Task prompt
In the material below, the lines from the one containing "let actual: Vec<f64>" through the one containing "assert_eq!(output.table.len(), 2);" are to be given again exactly, ends included, and no others.

Data provided
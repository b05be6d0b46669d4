//! AnalysisRunner - iterates the simulators over a validated panel
//!
//! Jobs are enumerated bucket by bucket, then frequency, then contract (or
//! pairing), and results keep that order regardless of how they were computed.
//! A skipped simulation is counted and never aborts its siblings.

use std::num::NonZeroUsize;

#[cfg(feature = "parallel")]
use rayon::prelude::*;
use serde::{Deserialize, Serialize};
use tracing::{debug, info};

use crate::core::HedgeResult;
use crate::panel::{ContractPanel, ValidatedPanel, ValidatedRow};

use super::{
    is_valid_hedge, simulate_delta, simulate_delta_vega, AnalysisConfig, HedgeErrorSeries, HedgePair,
    HedgeStrategy, HedgeSummary, SimulationSkip, SummaryTable,
};

/// Simulation counts for one run
#[derive(Debug, Clone, Default, PartialEq, Eq, Serialize, Deserialize)]
pub struct RunReport {
    pub simulated: usize,
    pub insufficient_rows: usize,
    pub misaligned: usize,
    pub missing_field: usize,
    pub zero_vega: usize,
    pub unknown_contract: usize,
    pub invalid_pair: usize,
}

impl RunReport {
    pub fn record(&mut self, skip: &SimulationSkip) {
        match skip {
            SimulationSkip::InsufficientRows { .. } => self.insufficient_rows += 1,
            SimulationSkip::MisalignedCalendar { .. } => self.misaligned += 1,
            SimulationSkip::MissingField { .. } => self.missing_field += 1,
            SimulationSkip::ZeroVega { .. } => self.zero_vega += 1,
            SimulationSkip::UnknownContract { .. } => self.unknown_contract += 1,
            SimulationSkip::InvalidPair { .. } => self.invalid_pair += 1,
        }
    }

    pub fn skipped(&self) -> usize {
        self.insufficient_rows
            + self.misaligned
            + self.missing_field
            + self.zero_vega
            + self.unknown_contract
            + self.invalid_pair
    }
}

/// Summary table plus run counts
#[derive(Debug, Clone, PartialEq, Serialize, Deserialize)]
pub struct AnalysisOutput {
    pub table: SummaryTable,
    pub report: RunReport,
}

/// One simulation to perform
struct Job<'a> {
    target: &'a ContractPanel,
    hedge: Option<&'a ContractPanel>,
    frequency: NonZeroUsize,
}

/// Runs hedge simulations across moneyness buckets and frequencies
pub struct AnalysisRunner {
    config: AnalysisConfig,
}

impl AnalysisRunner {
    pub fn new(config: AnalysisConfig) -> Self {
        Self { config }
    }

    pub fn config(&self) -> &AnalysisConfig {
        &self.config
    }

    /// Run the configured strategy. `pairs` is only read for delta-vega runs.
    pub fn run(&self, panel: &ValidatedPanel, pairs: &[HedgePair]) -> HedgeResult<AnalysisOutput> {
        match self.config.strategy {
            HedgeStrategy::Delta => self.run_delta(panel),
            HedgeStrategy::DeltaVega => self.run_delta_vega(panel, pairs),
        }
    }

    /// Delta-hedge every contract in each bucket at each frequency
    pub fn run_delta(&self, panel: &ValidatedPanel) -> HedgeResult<AnalysisOutput> {
        self.config.validate()?;

        let mut jobs = Vec::new();
        for &bucket in &self.config.buckets {
            for &frequency in &self.config.frequencies {
                jobs.extend(panel.by_moneyness(bucket).map(|target| Job {
                    target,
                    hedge: None,
                    frequency,
                }));
            }
        }

        Ok(self.execute(HedgeStrategy::Delta, jobs, RunReport::default()))
    }

    /// Delta-vega-hedge every paired target in each bucket at each frequency
    pub fn run_delta_vega(
        &self,
        panel: &ValidatedPanel,
        pairs: &[HedgePair],
    ) -> HedgeResult<AnalysisOutput> {
        self.config.validate()?;

        let mut resolved = Vec::with_capacity(pairs.len());
        let mut report = RunReport::default();
        for pair in pairs {
            let skip = match (panel.get(&pair.target_id), panel.get(&pair.hedge_id)) {
                (Some(target), Some(hedge)) if is_valid_hedge(target, hedge) => {
                    resolved.push((target, hedge));
                    continue;
                }
                (Some(_), Some(_)) => SimulationSkip::InvalidPair {
                    target_id: pair.target_id.clone(),
                    hedge_id: pair.hedge_id.clone(),
                },
                (None, _) => SimulationSkip::UnknownContract {
                    option_id: pair.target_id.clone(),
                },
                (Some(_), None) => SimulationSkip::UnknownContract {
                    option_id: pair.hedge_id.clone(),
                },
            };
            debug!("Skipping pair {:?}: {}", pair, skip);
            // Counted once per frequency the pair would have run at
            for _ in &self.config.frequencies {
                report.record(&skip);
            }
        }

        let mut jobs = Vec::new();
        for &bucket in &self.config.buckets {
            for &frequency in &self.config.frequencies {
                jobs.extend(
                    resolved
                        .iter()
                        .filter(|(target, _)| target.initial_moneyness == bucket)
                        .map(|&(target, hedge)| Job {
                            target,
                            hedge: Some(hedge),
                            frequency,
                        }),
                );
            }
        }

        Ok(self.execute(HedgeStrategy::DeltaVega, jobs, report))
    }

    /// Run `jobs`, adding their skips to `report`
    fn execute(&self, strategy: HedgeStrategy, jobs: Vec<Job<'_>>, mut report: RunReport) -> AnalysisOutput {
        #[cfg(feature = "parallel")]
        let outcomes: Vec<Result<HedgeErrorSeries, SimulationSkip>> =
            jobs.par_iter().map(|job| self.simulate(job)).collect();
        #[cfg(not(feature = "parallel"))]
        let outcomes: Vec<Result<HedgeErrorSeries, SimulationSkip>> =
            jobs.iter().map(|job| self.simulate(job)).collect();

        let mut rows = Vec::new();

        for (job, outcome) in jobs.iter().zip(outcomes) {
            match outcome {
                Ok(errors) => rows.push(HedgeSummary {
                    option_id: job.target.option_id.clone(),
                    expiration: job.target.expiration,
                    strike: job.target.strike,
                    initial_moneyness: job.target.initial_moneyness,
                    strategy,
                    hedge_frequency: job.frequency.get(),
                    hedge_option_id: job.hedge.map(|h| h.option_id.clone()),
                    errors,
                }),
                Err(skip) => {
                    debug!(
                        "Skipping {} at frequency {}: {}",
                        job.target.option_id, job.frequency, skip
                    );
                    report.record(&skip);
                }
            }
        }
        report.simulated = rows.len();

        info!(
            "{} hedging: {} simulations, {} skipped",
            strategy.label(),
            report.simulated,
            report.skipped()
        );

        AnalysisOutput {
            table: SummaryTable::new(rows),
            report,
        }
    }

    fn target_rows<'a>(&self, target: &'a ContractPanel) -> &'a [ValidatedRow] {
        match self.config.simulation_window_days {
            Some(days) => target.final_window(days),
            None => &target.rows,
        }
    }

    fn simulate(&self, job: &Job<'_>) -> Result<HedgeErrorSeries, SimulationSkip> {
        let rows = self.target_rows(job.target);
        if rows.len() < self.config.min_rows {
            return Err(SimulationSkip::InsufficientRows { rows: rows.len() });
        }

        match job.hedge {
            None => simulate_delta(rows, job.frequency),
            Some(hedge) => simulate_delta_vega(rows, &hedge.rows, job.frequency),
        }
    }
}

#[cfg(test)]
mod tests {
    use super::*;
    use crate::core::Moneyness;
    use crate::hedging::pair_by_strike;
    use crate::panel::fixtures::*;
    use crate::panel::{PanelBuilder, PanelConfig};

    fn freqs(values: &[usize]) -> Vec<NonZeroUsize> {
        values.iter().filter_map(|&v| NonZeroUsize::new(v)).collect()
    }

    fn panel(config: PanelConfig) -> ValidatedPanel {
        PanelBuilder::with_config(config)
            .build(&standard_panel(), &rate_curve(&calendar()))
            .unwrap()
    }

    #[test]
    fn test_delta_run_covers_buckets_and_frequencies() {
        let panel = panel(PanelConfig::delta_hedge());
        let runner = AnalysisRunner::new(AnalysisConfig::delta_hedge(freqs(&[1, 5])));

        let output = runner.run(&panel, &[]).unwrap();

        // 4 contracts x 2 frequencies
        assert_eq!(output.table.len(), 8);
        assert_eq!(output.report.simulated, 8);
        assert_eq!(output.report.skipped(), 0);

        // ATM first, frequencies in order, contracts by id
        let order: Vec<(&str, usize)> = output
            .table
            .iter()
            .map(|r| (r.option_id.as_str(), r.hedge_frequency))
            .collect();
        assert_eq!(&order[..4], &[("ATM100", 1), ("ATM100L", 1), ("ATM100", 5), ("ATM100L", 5)]);
        assert_eq!(output.table.rows[4].initial_moneyness, Moneyness::Itm);

        let atm = output.table.find("ATM100", 1).unwrap();
        assert_eq!(atm.errors.len(), panel.get("ATM100").unwrap().rows.len() - 1);
        assert!(atm.errors.mse.is_finite());
    }

    #[test]
    fn test_interval_beyond_series_holds_inception_delta() {
        let panel = panel(PanelConfig::delta_hedge());
        let runner = AnalysisRunner::new(AnalysisConfig {
            buckets: vec![Moneyness::Atm],
            ..AnalysisConfig::delta_hedge(freqs(&[1000]))
        });
        let output = runner.run_delta(&panel).unwrap();

        let contract = panel.get("ATM100").unwrap();
        let expected: Vec<f64> = contract
            .rows
            .windows(2)
            .map(|w| (w[1].price - w[0].price) - contract.delta_start * (w[1].spot - w[0].spot))
            .collect();
        let actual: Vec<f64> = output.table.find("ATM100", 1000).unwrap().errors.errors().collect();
        assert_eq!(actual, expected);
    }

    #[test]
    fn test_delta_vega_run_restricts_to_final_window() {
        let panel = panel(PanelConfig::delta_vega());
        let pairs = pair_by_strike(&panel);
        let runner = AnalysisRunner::new(AnalysisConfig::delta_vega(freqs(&[1, 2])));

        let output = runner.run(&panel, &pairs).unwrap();
        assert_eq!(output.table.len(), 2);

        let row = output.table.find("ATM100", 1).unwrap();
        assert_eq!(row.strategy, HedgeStrategy::DeltaVega);
        assert_eq!(row.hedge_option_id.as_deref(), Some("ATM100L"));

        let target = panel.get("ATM100").unwrap();
        assert!(target.rows.len() > target.final_window(45).len());
        assert_eq!(row.errors.len(), target.final_window(45).len() - 1);
    }

    #[test]
    fn test_unknown_pair_is_counted() {
        let panel = panel(PanelConfig::delta_vega());
        let pairs = vec![HedgePair::new("ATM100", "MISSING")];
        let runner = AnalysisRunner::new(AnalysisConfig::delta_vega(freqs(&[1, 2])));

        let output = runner.run_delta_vega(&panel, &pairs).unwrap();
        assert!(output.table.is_empty());
        assert_eq!(output.report.unknown_contract, 2);
    }

    #[test]
    fn test_mismatched_pairs_are_rejected() {
        let panel = panel(PanelConfig::delta_vega());
        let pairs = vec![
            // Different strike
            HedgePair::new("ATM100", "ITM95"),
            // Hedge expires first
            HedgePair::new("ATM100L", "ATM100"),
        ];
        let runner = AnalysisRunner::new(AnalysisConfig::delta_vega(freqs(&[1, 2])));

        let output = runner.run_delta_vega(&panel, &pairs).unwrap();
        assert!(output.table.is_empty());
        assert_eq!(output.report.invalid_pair, 4);
        assert_eq!(output.report.unknown_contract, 0);
        assert_eq!(output.report.skipped(), 4);
    }

    #[test]
    fn test_tiny_window_is_insufficient() {
        let panel = panel(PanelConfig::delta_vega());
        let pairs = pair_by_strike(&panel);
        let runner = AnalysisRunner::new(AnalysisConfig {
            simulation_window_days: Some(0),
            ..AnalysisConfig::delta_vega(freqs(&[1]))
        });

        // Non-positive window is a configuration error
        assert!(runner.run(&panel, &pairs).is_err());

        let runner = AnalysisRunner::new(AnalysisConfig {
            min_rows: 100,
            ..AnalysisConfig::delta_vega(freqs(&[1]))
        });
        let output = runner.run(&panel, &pairs).unwrap();
        assert!(output.table.is_empty());
        assert_eq!(output.report.insufficient_rows, 1);
    }
}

Result of this exercise
        let actual: Vec<f64> = output.table.find("ATM100", 1000).unwrap().errors.errors().collect();
        assert_eq!(actual, expected);
    }

    #[test]
    fn test_delta_vega_run_restricts_to_final_window() {
        let panel = panel(PanelConfig::delta_vega());
        let pairs = pair_by_strike(&panel);
        let runner = AnalysisRunner::new(AnalysisConfig::delta_vega(freqs(&[1, 2])));

        let output = runner.run(&panel, &pairs).unwrap();
        assert_eq!(output.table.len(), 2);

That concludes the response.